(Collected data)
//! Native management library interface and raw types
//!
//! Defines the primitives the policy pipeline consumes from the vendor
//! library: device groups, policy thresholds and the violation callback.

use std::fmt;
use std::sync::Arc;

use async_trait::async_trait;
use serde::{Deserialize, Serialize};
use thiserror::Error;

use crate::policy::ConditionMask;

/// Number of slots in the native policy parameter table
pub const POLICY_PARAM_SLOTS: usize = 7;

/// Handle of a native device group
#[derive(Debug, Clone, Copy, PartialEq, Eq, Hash, Serialize, Deserialize)]
pub struct GroupHandle(u64);

impl GroupHandle {
    /// Reserved group containing every device; never created or destroyed
    pub const ALL_DEVICES: GroupHandle = GroupHandle(0x7fff_ffff);

    pub const fn new(id: u64) -> Self {
        Self(id)
    }

    pub const fn id(self) -> u64 {
        self.0
    }

    pub const fn is_all_devices(self) -> bool {
        self.0 == Self::ALL_DEVICES.0
    }
}

impl fmt::Display for GroupHandle {
    fn fmt(&self, f: &mut fmt::Formatter<'_>) -> fmt::Result {
        if self.is_all_devices() {
            write!(f, "group(all)")
        } else {
            write!(f, "group({})", self.0)
        }
    }
}

/// Membership of a native device group
#[derive(Debug, Clone, PartialEq, Eq, Serialize, Deserialize)]
pub struct GroupInfo {
    /// Group name
    pub name: String,
    /// Device ids in the group
    pub entities: Vec<u32>,
}

/// Type tag of a policy parameter slot
#[derive(Debug, Clone, Copy, PartialEq, Eq, Serialize, Deserialize)]
pub enum PolicyParamKind {
    /// Boolean condition; value is always 1
    Bool = 0,
    /// Numeric threshold
    Long = 1,
}

/// One entry of the native parameter table
#[derive(Debug, Clone, Copy, PartialEq, Eq, Serialize, Deserialize)]
pub struct PolicyParam {
    pub kind: PolicyParamKind,
    pub value: u32,
}

impl PolicyParam {
    /// Boolean-true marker for conditions without a threshold
    pub const fn flag() -> Self {
        Self {
            kind: PolicyParamKind::Bool,
            value: 1,
        }
    }

    /// Numeric threshold
    pub const fn limit(value: u32) -> Self {
        Self {
            kind: PolicyParamKind::Long,
            value,
        }
    }
}

/// Payload of a native "set policy" call
#[derive(Debug, Clone, PartialEq, Eq, Default, Serialize, Deserialize)]
pub struct PolicyRequest {
    /// Combined condition bitmask
    pub condition: ConditionMask,
    /// Parameters indexed by native condition index
    pub params: [Option<PolicyParam>; POLICY_PARAM_SLOTS],
}

/// Raw condition-specific value reported by the native library
///
/// Timestamps are native epoch microseconds.
#[derive(Debug, Clone, PartialEq, Eq, Serialize, Deserialize)]
pub enum RawPolicyValue {
    Dbe {
        timestamp_us: i64,
        location: u32,
        num_errors: u32,
        gpu_id: u32,
    },
    Pci {
        timestamp_us: i64,
        counter: u32,
        gpu_id: u32,
    },
    RetiredPages {
        timestamp_us: i64,
        sbe_pages: u32,
        dbe_pages: u32,
        gpu_id: u32,
    },
    Thermal {
        timestamp_us: i64,
        thermal_violation: u32,
        gpu_id: u32,
    },
    Power {
        timestamp_us: i64,
        power_violation: u32,
        gpu_id: u32,
    },
    Xid {
        timestamp_us: i64,
        err_num: u32,
        gpu_id: u32,
    },
}

/// Raw violation handed to the registered callback
#[derive(Debug, Clone, PartialEq, Eq, Serialize, Deserialize)]
pub struct PolicyCallbackResponse {
    /// Native condition bits
    pub condition: u32,
    pub value: RawPolicyValue,
}

/// Callback installed with the native library.
///
/// May be invoked from a thread owned by the native library.
pub type PolicyCallback = Arc<dyn Fn(&PolicyCallbackResponse) -> i32 + Send + Sync>;

/// Non-success return from a native call
#[derive(Debug, Clone, PartialEq, Eq, Error)]
#[error("{op} failed: {message} (code {code})")]
pub struct NativeError {
    /// Native operation that failed
    pub op: &'static str,
    /// Native return code
    pub code: i32,
    /// Library error string for `code`
    pub message: &'static str,
}

impl NativeError {
    pub const BAD_PARAM: i32 = -1;
    pub const GENERIC: i32 = -3;
    pub const NOT_CONFIGURED: i32 = -5;
    pub const NOT_SUPPORTED: i32 = -6;
    pub const INIT_ERROR: i32 = -7;
    pub const NVML_ERROR: i32 = -8;
    pub const NO_PERMISSION: i32 = -17;
    pub const MAX_LIMIT: i32 = -24;
    pub const IN_USE: i32 = -34;

    pub fn new(op: &'static str, code: i32) -> Self {
        Self {
            op,
            code,
            message: describe_status(code),
        }
    }
}

/// Map a native return code to the library's error string
pub fn describe_status(code: i32) -> &'static str {
    match code {
        0 => "Success",
        -1 => "A bad parameter was passed to a function",
        -3 => "A generic, unspecified error",
        -4 => "An out of memory error occurred",
        -5 => "Setting not configured",
        -6 => "Feature not supported",
        -7 => "Init error",
        -8 => "NVML returned an error",
        -11 => "Requested operation timed out",
        -17 => "No permission to perform the desired action",
        -18 => "GPU is no longer reachable",
        -24 => "Max limit reached for the object",
        -25 => "Library could not be found",
        -34 => "The affected resource is in use",
        _ => "Unknown error",
    }
}

/// Native policy management interface
///
/// Implementations wrap the vendor library and must be thread-safe. The
/// library exposes a single process-wide callback slot, so callers should
/// assume a second `register_policy` shares routing with the first.
#[async_trait]
pub trait PolicyBackend: Send + Sync {
    /// Allocate an empty device group
    async fn create_group(&self, name: &str) -> Result<GroupHandle, NativeError>;

    /// Add a device to a group
    async fn add_device(&self, group: GroupHandle, gpu_id: u32) -> Result<(), NativeError>;

    /// Free a group
    async fn destroy_group(&self, group: GroupHandle) -> Result<(), NativeError>;

    /// Query group name and membership
    async fn group_info(&self, group: GroupHandle) -> Result<GroupInfo, NativeError>;

    /// Push condition bitmask and thresholds for a group
    async fn set_policy(&self, group: GroupHandle, request: &PolicyRequest)
        -> Result<(), NativeError>;

    /// Install the violation and finish callbacks for the given conditions
    async fn register_policy(
        &self,
        group: GroupHandle,
        condition: ConditionMask,
        on_violation: PolicyCallback,
        on_finish: PolicyCallback,
    ) -> Result<(), NativeError>;

    /// Remove callbacks previously installed for the given conditions
    async fn unregister_policy(
        &self,
        group: GroupHandle,
        condition: ConditionMask,
    ) -> Result<(), NativeError>;
}

#[cfg(test)]
mod tests {
    use super::*;

    #[test]
    fn test_group_handle_display() {
        assert_eq!(GroupHandle::new(7).to_string(), "group(7)");
        assert_eq!(GroupHandle::ALL_DEVICES.to_string(), "group(all)");
        assert!(!GroupHandle::new(7).is_all_devices());
    }

    #[test]
    fn test_native_error_message() {
        let err = NativeError::new("dcgmPolicySet", NativeError::BAD_PARAM);
        assert!(err.to_string().contains("bad parameter"));
        assert!(err.to_string().contains("code -1"));

        let unknown = NativeError::new("dcgmGroupCreate", -999);
        assert_eq!(unknown.message, "Unknown error");
    }

    #[test]
    fn test_policy_param_markers() {
        assert_eq!(PolicyParam::flag().value, 1);
        assert_eq!(PolicyParam::flag().kind as u32, 0);
        assert_eq!(PolicyParam::limit(250).kind as u32, 1);
    }
}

- _HOW TO COMPLETE THIS TASK_
With the line holding "from the vendor" as the first and the line holding "Handle of a native device group" as the last, set down that range of the entries above exactly, and nothing else.

- _WORKED SOLUTION_
//! Defines the primitives the policy pipeline consumes from the vendor
//! library: device groups, policy thresholds and the violation callback.

use std::fmt;
use std::sync::Arc;

use async_trait::async_trait;
use serde::{Deserialize, Serialize};
use thiserror::Error;

use crate::policy::ConditionMask;

/// Number of slots in the native policy parameter table
pub const POLICY_PARAM_SLOTS: usize = 7;

/// Handle of a native device group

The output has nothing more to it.